Check each line below for the word "that", then please report how many lines have it and nothing more.

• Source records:
"""

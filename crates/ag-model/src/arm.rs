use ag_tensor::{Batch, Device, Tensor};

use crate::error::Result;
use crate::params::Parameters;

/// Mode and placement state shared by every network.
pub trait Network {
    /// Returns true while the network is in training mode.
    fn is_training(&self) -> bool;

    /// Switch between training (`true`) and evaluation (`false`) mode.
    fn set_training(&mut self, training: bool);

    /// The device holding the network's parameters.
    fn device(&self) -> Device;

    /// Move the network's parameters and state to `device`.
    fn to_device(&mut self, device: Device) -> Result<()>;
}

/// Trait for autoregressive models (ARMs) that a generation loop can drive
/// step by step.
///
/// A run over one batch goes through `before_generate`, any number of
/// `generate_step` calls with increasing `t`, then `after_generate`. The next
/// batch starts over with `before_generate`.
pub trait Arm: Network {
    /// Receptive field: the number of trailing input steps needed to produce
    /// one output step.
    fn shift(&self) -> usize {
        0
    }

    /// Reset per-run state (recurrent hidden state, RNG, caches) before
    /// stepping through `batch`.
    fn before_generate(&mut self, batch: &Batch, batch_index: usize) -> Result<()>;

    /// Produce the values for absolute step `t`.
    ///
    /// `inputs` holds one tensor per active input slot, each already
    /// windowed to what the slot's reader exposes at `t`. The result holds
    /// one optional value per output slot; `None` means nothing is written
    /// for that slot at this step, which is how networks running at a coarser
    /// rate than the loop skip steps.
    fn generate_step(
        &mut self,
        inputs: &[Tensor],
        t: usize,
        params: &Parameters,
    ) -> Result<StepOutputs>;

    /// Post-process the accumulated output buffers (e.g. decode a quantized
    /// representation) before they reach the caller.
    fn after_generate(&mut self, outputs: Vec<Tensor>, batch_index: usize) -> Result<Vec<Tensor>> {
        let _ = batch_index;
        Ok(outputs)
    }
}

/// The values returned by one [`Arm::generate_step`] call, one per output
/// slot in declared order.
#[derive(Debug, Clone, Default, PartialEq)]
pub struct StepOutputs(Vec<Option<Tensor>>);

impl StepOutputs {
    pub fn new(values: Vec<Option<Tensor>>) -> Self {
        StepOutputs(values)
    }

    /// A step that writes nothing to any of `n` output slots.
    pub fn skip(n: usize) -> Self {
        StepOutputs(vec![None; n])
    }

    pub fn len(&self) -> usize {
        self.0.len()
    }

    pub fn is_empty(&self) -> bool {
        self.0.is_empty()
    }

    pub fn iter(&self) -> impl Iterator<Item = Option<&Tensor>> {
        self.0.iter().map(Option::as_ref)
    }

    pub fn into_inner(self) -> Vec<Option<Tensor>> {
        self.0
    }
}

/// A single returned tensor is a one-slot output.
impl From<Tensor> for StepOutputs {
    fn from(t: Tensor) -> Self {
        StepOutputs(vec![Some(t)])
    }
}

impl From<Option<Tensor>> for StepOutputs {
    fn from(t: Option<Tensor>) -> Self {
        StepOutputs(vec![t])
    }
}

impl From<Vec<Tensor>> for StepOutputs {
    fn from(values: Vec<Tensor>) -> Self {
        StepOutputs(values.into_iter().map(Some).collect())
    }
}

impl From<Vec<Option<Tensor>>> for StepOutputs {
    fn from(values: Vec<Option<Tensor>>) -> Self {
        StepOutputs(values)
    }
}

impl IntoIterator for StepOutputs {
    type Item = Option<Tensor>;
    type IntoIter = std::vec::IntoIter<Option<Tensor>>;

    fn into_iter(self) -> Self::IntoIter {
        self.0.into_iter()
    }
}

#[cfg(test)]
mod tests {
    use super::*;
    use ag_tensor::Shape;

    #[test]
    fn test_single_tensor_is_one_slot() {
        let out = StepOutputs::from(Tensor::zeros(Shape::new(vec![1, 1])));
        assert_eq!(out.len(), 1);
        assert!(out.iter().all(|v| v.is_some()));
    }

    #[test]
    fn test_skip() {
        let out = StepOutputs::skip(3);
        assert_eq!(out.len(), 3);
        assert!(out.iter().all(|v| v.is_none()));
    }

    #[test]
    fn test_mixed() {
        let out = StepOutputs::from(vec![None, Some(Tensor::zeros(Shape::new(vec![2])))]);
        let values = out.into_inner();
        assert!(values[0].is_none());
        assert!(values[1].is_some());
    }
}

"""
"""

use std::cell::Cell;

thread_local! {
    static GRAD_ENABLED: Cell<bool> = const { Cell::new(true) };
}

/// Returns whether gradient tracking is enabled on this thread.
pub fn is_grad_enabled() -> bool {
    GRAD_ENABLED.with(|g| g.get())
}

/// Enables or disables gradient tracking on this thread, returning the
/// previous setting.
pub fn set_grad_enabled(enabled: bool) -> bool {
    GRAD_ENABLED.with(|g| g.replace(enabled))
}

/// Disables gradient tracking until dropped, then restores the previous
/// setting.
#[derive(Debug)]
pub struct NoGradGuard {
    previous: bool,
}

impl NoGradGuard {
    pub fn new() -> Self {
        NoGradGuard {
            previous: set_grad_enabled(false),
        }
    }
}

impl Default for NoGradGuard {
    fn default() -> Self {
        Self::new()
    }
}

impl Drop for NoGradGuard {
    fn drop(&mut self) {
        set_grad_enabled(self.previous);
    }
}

"""
"""

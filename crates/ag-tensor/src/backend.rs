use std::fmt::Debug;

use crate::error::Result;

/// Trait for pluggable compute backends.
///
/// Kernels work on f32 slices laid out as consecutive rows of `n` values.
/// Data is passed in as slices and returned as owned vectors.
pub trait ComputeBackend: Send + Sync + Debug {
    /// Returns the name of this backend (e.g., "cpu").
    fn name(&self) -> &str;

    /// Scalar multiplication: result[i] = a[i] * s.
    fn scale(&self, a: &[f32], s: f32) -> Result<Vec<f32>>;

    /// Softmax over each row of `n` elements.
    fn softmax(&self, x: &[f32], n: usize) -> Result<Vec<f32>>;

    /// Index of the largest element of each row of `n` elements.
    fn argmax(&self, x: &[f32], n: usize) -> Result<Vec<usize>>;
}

"""

• OUTPUT OF THE EXERCISE: 3